O verão vinha quente e todo o povorel sentia, pela tardinha, uma imensa vontade de sair, de se distrair, de fugir às tarefas árduas dos campos. O tempo convidava ao namoro, ao passeio e, sobretudo, à descontracção.
Aqui e ali ouvia-se música de concertina. Eram os famosos bailes dos Santos Populares, que antecediam as colheitas. Primeiro Santo António, o casamenteiro, depois o São João, não menos namoradeiro e sempre rapioqueiro e por fim o São Pedro, para abençoar os namoricos!
Os rapazes e as raparigas agitavam-se à porta dos salões improvisados para os bailes e, entre risinhos e piscar de olhos, lá iam filando o par preferido.
O convite era sempre muito cerimonioso: - A menina dança?
E a menina nem sempre ia dançar, porque aquele não era o tal par que ela esperava. E seguia-se uma "tampa".
Às vezes dava para o torto e a moçoila ficava toda a noite a chupar no dedo. Porque uma tampa num rapaz é sempre motivo para que os outros fiquem de pé atrás...
Numa aldeia belíssima do Norte, a onda dos bailaricos era moda todos os anos por essa altura. E quase todas as raparigas casamenteiras se preparavam e aperaltavam para a festa aos sábados e domingos de tarde. Os rapazes, também nao ficavam atrás e lá se enchiam de brilhantina e perfume barato.
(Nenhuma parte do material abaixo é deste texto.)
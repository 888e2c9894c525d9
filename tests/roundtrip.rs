//! End-to-end scenarios from the archive format notes: write with each
//! version's writer, read back with the public `Package` API, and check
//! the bytes and directory order survive the round trip.

use lspk::{detect, DetectionResult, Error, Package, WriterV10, WriterV13, WriterV18};
use pretty_assertions::assert_eq;

#[test]
fn v18_single_file_round_trips() {
    let dir = tempfile::tempdir().unwrap();
    let pak_path = dir.path().join("test.pak");

    let mut writer = WriterV18::new(&pak_path);
    writer.add_file("test.txt", b"hello world".to_vec(), false).unwrap();
    writer.save().unwrap();

    let bytes = std::fs::read(&pak_path).unwrap();
    assert_eq!(&bytes[0..4], b"LSPK");

    let package = Package::read(&pak_path).unwrap();
    assert_eq!(package.files.len(), 1);
    assert_eq!(package.files[0].name, "test.txt");
    assert_eq!(package.files[0].uncompressed_size, 0); // stored, not compressed
    assert_eq!(package.extract("test.txt").unwrap(), b"hello world");
}

#[test]
fn v13_compresses_large_repetitive_payload() {
    let dir = tempfile::tempdir().unwrap();
    let pak_path = dir.path().join("big.pak");
    let payload = b"hello world\n".repeat(1000);

    let mut writer = WriterV13::new(&pak_path, None);
    writer.add_file("big.txt", payload.clone(), true).unwrap();
    writer.save().unwrap();

    let bytes = std::fs::read(&pak_path).unwrap();
    assert_eq!(&bytes[bytes.len() - 4..], b"LSPK");

    let package = Package::read(&pak_path).unwrap();
    let entry = package.find("big.txt").unwrap();
    assert_ne!(entry.flags.unwrap_or(0) & 0x02, 0);
    assert!(entry.size_on_disk < payload.len() as u64);
    assert_eq!(package.extract("big.txt").unwrap(), payload);
}

#[test]
fn v10_preserves_insertion_order() {
    let dir = tempfile::tempdir().unwrap();
    let pak_path = dir.path().join("dirs.pak");

    let mut writer = WriterV10::new(&pak_path);
    writer.add_file("dir/a", b"A".to_vec()).unwrap();
    writer.add_file("dir/b", b"BB".to_vec()).unwrap();
    writer.add_file("dir/c", b"CCC".to_vec()).unwrap();
    writer.save().unwrap();

    let package = Package::read(&pak_path).unwrap();
    let names: Vec<_> = package.files.iter().map(|e| e.name.as_str()).collect();
    assert_eq!(names, vec!["dir/a", "dir/b", "dir/c"]);

    for entry in &package.files {
        assert_eq!(entry.flags, Some(0));
        assert_eq!(entry.uncompressed_size, 0);
    }

    assert_eq!(package.extract("dir/a").unwrap(), b"A");
    assert_eq!(package.extract("dir/b").unwrap(), b"BB");
    assert_eq!(package.extract("dir/c").unwrap(), b"CCC");
}

#[test]
fn uncompressed_sentinel_is_exact() {
    let dir = tempfile::tempdir().unwrap();
    let pak_path = dir.path().join("stored.pak");

    let mut writer = WriterV18::new(&pak_path);
    writer.add_file("stored.bin", vec![7u8; 42], false).unwrap();
    writer.save().unwrap();

    let package = Package::read(&pak_path).unwrap();
    let entry = package.find("stored.bin").unwrap();
    assert_eq!(entry.flags, Some(0));
    assert_eq!(entry.uncompressed_size, 0);
    assert_eq!(entry.size_on_disk, 42);
}

#[test]
fn empty_file_extracts_without_touching_the_codec() {
    let dir = tempfile::tempdir().unwrap();
    let pak_path = dir.path().join("empty.pak");

    let mut writer = WriterV13::new(&pak_path, None);
    writer.add_file("empty.txt", Vec::new(), true).unwrap();
    writer.save().unwrap();

    let package = Package::read(&pak_path).unwrap();
    let entry = package.find("empty.txt").unwrap();
    assert_eq!(entry.size_on_disk, 0);
    assert_eq!(package.extract("empty.txt").unwrap(), Vec::<u8>::new());
}

#[test]
fn random_access_extraction_by_name_in_a_large_directory() {
    let dir = tempfile::tempdir().unwrap();
    let pak_path = dir.path().join("many.pak");

    let mut writer = WriterV13::new(&pak_path, None);
    for i in 0..50 {
        writer
            .add_file(format!("file{i}.txt"), format!("payload {i}").into_bytes(), false)
            .unwrap();
    }
    writer
        .add_file("target/last.txt", b"THIS IS THE TARGET FILE".to_vec(), false)
        .unwrap();
    writer.save().unwrap();

    let package = Package::read(&pak_path).unwrap();
    assert_eq!(package.files.len(), 51);
    assert_eq!(
        package.extract("target/last.txt").unwrap(),
        b"THIS IS THE TARGET FILE"
    );
}

#[test]
fn extract_all_recreates_directory_structure() {
    let archive_dir = tempfile::tempdir().unwrap();
    let pak_path = archive_dir.path().join("pack.pak");

    let mut writer = WriterV18::new(&pak_path);
    writer.add_file("a/b/c.txt", b"nested".to_vec(), false).unwrap();
    writer.save().unwrap();

    let package = Package::read(&pak_path).unwrap();
    let out_dir = tempfile::tempdir().unwrap();
    package.extract_all(out_dir.path()).unwrap();

    let extracted = std::fs::read(out_dir.path().join("a/b/c.txt")).unwrap();
    assert_eq!(extracted, b"nested");
}

#[test]
fn name_too_long_is_rejected_before_any_payload_is_written() {
    let dir = tempfile::tempdir().unwrap();
    let pak_path = dir.path().join("rejected.pak");

    let mut writer = WriterV18::new(&pak_path);
    writer.add_file("ok.txt", b"fine".to_vec(), false).unwrap();
    let err = writer
        .add_file("a".repeat(256), b"too long".to_vec(), false)
        .unwrap_err();
    assert!(matches!(err, Error::NameTooLong(_, 256)));

    // The rejected file was never queued, so saving still produces a
    // valid single-entry archive rather than a half-written one.
    writer.save().unwrap();
    let package = Package::read(&pak_path).unwrap();
    assert_eq!(package.files.len(), 1);
    assert_eq!(package.files[0].name, "ok.txt");
}

fn multi_part_archive(dir: &std::path::Path) -> (std::path::PathBuf, Vec<Vec<u8>>) {
    let pak_path = dir.join("parts.pak");
    let payloads = vec![vec![0xABu8; 600], vec![0xCDu8; 600], vec![0xEFu8; 600]];

    let mut writer = WriterV13::new(&pak_path, Some(1000));
    for (i, payload) in payloads.iter().enumerate() {
        writer.add_file(format!("file{i}"), payload.clone(), false).unwrap();
    }
    writer.save().unwrap();

    (pak_path, payloads)
}

#[test]
fn cross_part_extraction_reads_payloads_from_their_own_part_file() {
    let dir = tempfile::tempdir().unwrap();
    let (pak_path, payloads) = multi_part_archive(dir.path());

    let package = Package::read(&pak_path).unwrap();
    assert!(package.files.iter().any(|e| e.archive_part > 0));

    for (i, payload) in payloads.iter().enumerate() {
        let name = format!("file{i}");
        let entry = package.find(&name).unwrap();
        assert_eq!(&package.extract_entry(entry).unwrap(), payload);
    }
}

#[test]
fn continuation_detection_is_idempotent_on_the_part_file() {
    let dir = tempfile::tempdir().unwrap();
    let (pak_path, _payloads) = multi_part_archive(dir.path());

    let part_path = dir.path().join("parts_1.pak");
    assert!(part_path.exists());

    let mut part_file = std::fs::File::open(&part_path).unwrap();
    match detect(&mut part_file, Some(&part_path)).unwrap() {
        DetectionResult::Continuation {
            parent_path,
            part_number,
        } => {
            assert_eq!(parent_path, pak_path);
            assert_eq!(part_number, 1);
        }
        other => panic!("expected Continuation, got {other:?}"),
    }

    // Opening the part directly through the facade must name the parent
    // and part number rather than silently parsing garbage.
    let err = Package::read(&part_path).unwrap_err();
    match err {
        Error::IsContinuation {
            parent_path,
            part_number,
            ..
        } => {
            assert_eq!(parent_path, pak_path);
            assert_eq!(part_number, 1);
        }
        other => panic!("expected IsContinuation, got {other:?}"),
    }
}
Como alguns tinham de caminhar muito para lá chegar e os caminhos eram tortuosos e cheios de pó, havia quem tivesse o cuidado de trocar de "vitorinos" antes de entrar na sala de baile.
Um certo rapaz, muito apreciado pelo mulherio, apresentava-se impecavelmente vestido e calçado nesses festejos de Verão. E a tal ponto era o seu zelo que depressa começou a ser cobiçado pelas raparigas e odiado pelos rapazes, que não compreendiam como fazia ele a proeza de se apresentar sempre com os sapatos a brilhar e sem um pingo de sugidade.
A coisa começou a intrigar meia dúzia de matulões que o começaram a seguir para ver como e por onde andava, para estar sempre limpo e asseado.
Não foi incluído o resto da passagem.